Two major types of accelerometers are commercially available: wrist-worn accelerometers and body-worn accelerometers. Wrist-worn accelerometers are easy to use, and numerous studies have shown the validity of activity measurements using these devices in healthy individuals [5, 26]. However, there is a concern regarding their usage in the case of patients with movement disorders. For patients with disabilities, the upper limb movements in daily life vary extensively for reasons such as upper-limb paresis or the use of walking aids; this may negate the validity of measurements provided by wrist-worn accelerometers.
As for body-worn accelerometers, the most commonly used devices are waist-worn pedometers. Although the step measurement with pedometers is widely used for activity quantification [6], the accuracy of measurements in patients with motor impairments has been questioned possibly owing to the low walking speeds, irregular movement patterns, or the use of walking aids. To utilize acceleration measurements in the field of rehabilitation, where most of the patients have motor impairment, it is necessary to develop measurement methods and indices that are resistant to variations in the motions of patients with motor impairment. On the contrary, there are several reports on chest-worn accelerometers for gait monitoring or posture monitoring [7–11]; however, the usability of chest-worn type devices for evaluating the intensity of the activity or the quantification of the activity has not been well investigated.

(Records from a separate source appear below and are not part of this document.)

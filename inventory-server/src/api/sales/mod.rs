//! Sales API module

mod handler;

use axum::{Router, routing::get};

use crate::core::ServerState;

pub fn router() -> Router<ServerState> {
    Router::new().nest("/api/sales", sale_routes())
}

fn sale_routes() -> Router<ServerState> {
    Router::new()
        .route("/", get(handler::list).post(handler::record))
        .route("/{id}", get(handler::get_by_id))
}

The present results would support the usability of the MSD of trunk movement with the chest-worn accelerometer in assessment of physical activity. Several studies have focused on heart rate-based activity monitoring using chest-strap or smart clothing monitors [27–31]. The MSD of trunk acceleration measures a similar activity; however, from a different perspective, while heart rate is a measure that reflects blood supply and is also correlated with oxygen supply, acceleration reflects actual physical movement as an output. In healthy individuals, the regression in each individual would be similar, as shown in this study. However, McGregor et al. reported that the relationship between acceleration measurements and oxygen consumption can vary with exercise experience [18]. Accordingly, the relationship between supply and output may vary more in people with motor impairment. Evaluating this relationship will expand the possibilities of activity measurement. For example, quantification of the activity in terms of both supply and output could enable the assessment of exercise efficiency; a patient with severe paresis may need more blood supply, which results in an increase in the heart rate, while performing less physical movement than a patient with mild paresis (Supplementary data). Further exploration of these methodologies may provide a meaningful and clinically viable model for the use of activity monitoring in rehabilitation settings.

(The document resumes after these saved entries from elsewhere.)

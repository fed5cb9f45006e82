//! Data models
//!
//! Shared between inventory-server and frontend (via API).
//! DB row types use `#[cfg_attr(feature = "db", derive(sqlx::FromRow))]`.
//! Catalog IDs are `i64` (SQLite INTEGER PRIMARY KEY); sale IDs are UUID strings.

pub mod alert;
pub mod inventory;
pub mod product;
pub mod report;
pub mod sale;

// Re-exports
pub use alert::*;
pub use inventory::*;
pub use product::*;
pub use report::*;
pub use sale::*;
//! Logging Infrastructure
//!
//! Structured logging setup with support for both development and production environments.

use std::path::Path;

/// Initialize the logger with defaults
pub fn init_logger() {
    init_logger_with_file(None, None);
}

/// Initialize the logger with optional file output
pub fn init_logger_with_file(log_level: Option<&str>, log_dir: Option<&str>) {
    let level = log_level.unwrap_or("info");

    let subscriber = tracing_subscriber::fmt()
        .with_max_level(level.parse().unwrap_or(tracing::Level::INFO))
        .with_file(false)
        .with_line_number(false)
        .with_thread_ids(false)
        .with_target(false);

    // Add file output if log_dir is provided
    if let Some(dir) = log_dir {
        let log_path = Path::new(dir);
        if log_path.exists()
            && let Some(dir_str) = log_path.to_str()
        {
            let file_appender = tracing_appender::rolling::daily(dir_str, "inventory-server");
            subscriber.with_writer(file_appender).init();
            return;
        }
    }

    subscriber.init();
}
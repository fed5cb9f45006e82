//! Core module - server configuration, state and errors
//!
//! - [`Config`] - server configuration
//! - [`ServerState`] - shared service handles
//! - [`Server`] - HTTP server
//! - [`ServerError`] - startup/runtime errors

pub mod config;
pub mod error;
pub mod server;
pub mod state;

pub use config::Config;
pub use error::{Result, ServerError};
pub use server::Server;
pub use state::ServerState;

The small sample size and limited variety in sample are the limitations of this study. Because of the high correlation between the acceleration-based indices (RMS and device-specific parameters) and VO2 measurements reported previously [18, 19], the required minimum sample size is calculated as eight (1-β 0.95, α 0.05; calculated using the sample-size-calculating software G*Power, version 3.1.9.2) [32]. This might be acceptable in an experiment with young, healthy subjects; however, further investigation for applying it in population with a wider range of variety is needed. As the final goal of this study is to investigate a methodology that is suitable for measuring the activity of the patients with movement disability, the validity of using the proposed index in clinical population should be tested with larger clinical samples.